Exercise instructions. Below are the records; they must be reproduced verbatim.

[Stored data]
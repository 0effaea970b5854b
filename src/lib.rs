//! Screen vision primitives for screenshot-driven automation.
//!
//! - [`template_matching`]: locate template images, optionally masked or
//!   color verified
//! - [`color`]: find pixels by color and extract dominant colors
//! - [`ocr`]: run an injected text recognizer with padding and coordinate mapping
//!
//! All operations are synchronous and take their inputs as [`ImageSource`].

pub mod color;
pub mod debug;
pub mod error;
pub mod geometry;
pub mod loader;
pub mod ocr;
pub mod template_matching;

pub use color::{Color, ColorConfig, ColorMatcher, IntoColor, dominant_color};
pub use debug::{DebugReporter, LogReporter, NoopReporter};
pub use error::{VisionError, VisionResult};
pub use geometry::{Point, Rect, Size, bounding_box};
pub use loader::ImageSource;
pub use ocr::{Ocr, OcrConfig, OcrResult, OcrResultList, RecognizedText, TextPattern, TextRecognizer};
pub use template_matching::{
    CropResult, MatchConfig, MatchOptions, MatchResult, MultiMatchResult, TemplateMatcher,
};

Result for this task.
repository 0effaea970b5854b
filename src/lib.rs
//! Screen vision primitives for screenshot-driven automation.
//!
//! - [`template_matching`]: locate template images, optionally masked or
//!   color verified
//! - [`color`]: find pixels by color and extract dominant colors
//! - [`ocr`]: run an injected text recognizer with padding and coordinate mapping
//!
//! All operations are synchronous and take their inputs as [`ImageSource`].

pub mod color;
pub mod debug;
pub mod error;
pub mod geometry;
pub mod loader;
pub mod ocr;
pub mod template_matching;

pub use color::{Color, ColorConfig, ColorMatcher, IntoColor, dominant_color};
pub use debug::{DebugReporter, LogReporter, NoopReporter};
pub use error::{VisionError, VisionResult};
pub use geometry::{Point, Rect, Size, bounding_box};
pub use loader::ImageSource;
pub use ocr::{Ocr, OcrConfig, OcrResult, OcrResultList, RecognizedText, TextPattern, TextRecognizer};
pub use template_matching::{
    CropResult, MatchConfig, MatchOptions, MatchResult, MultiMatchResult, TemplateMatcher,
};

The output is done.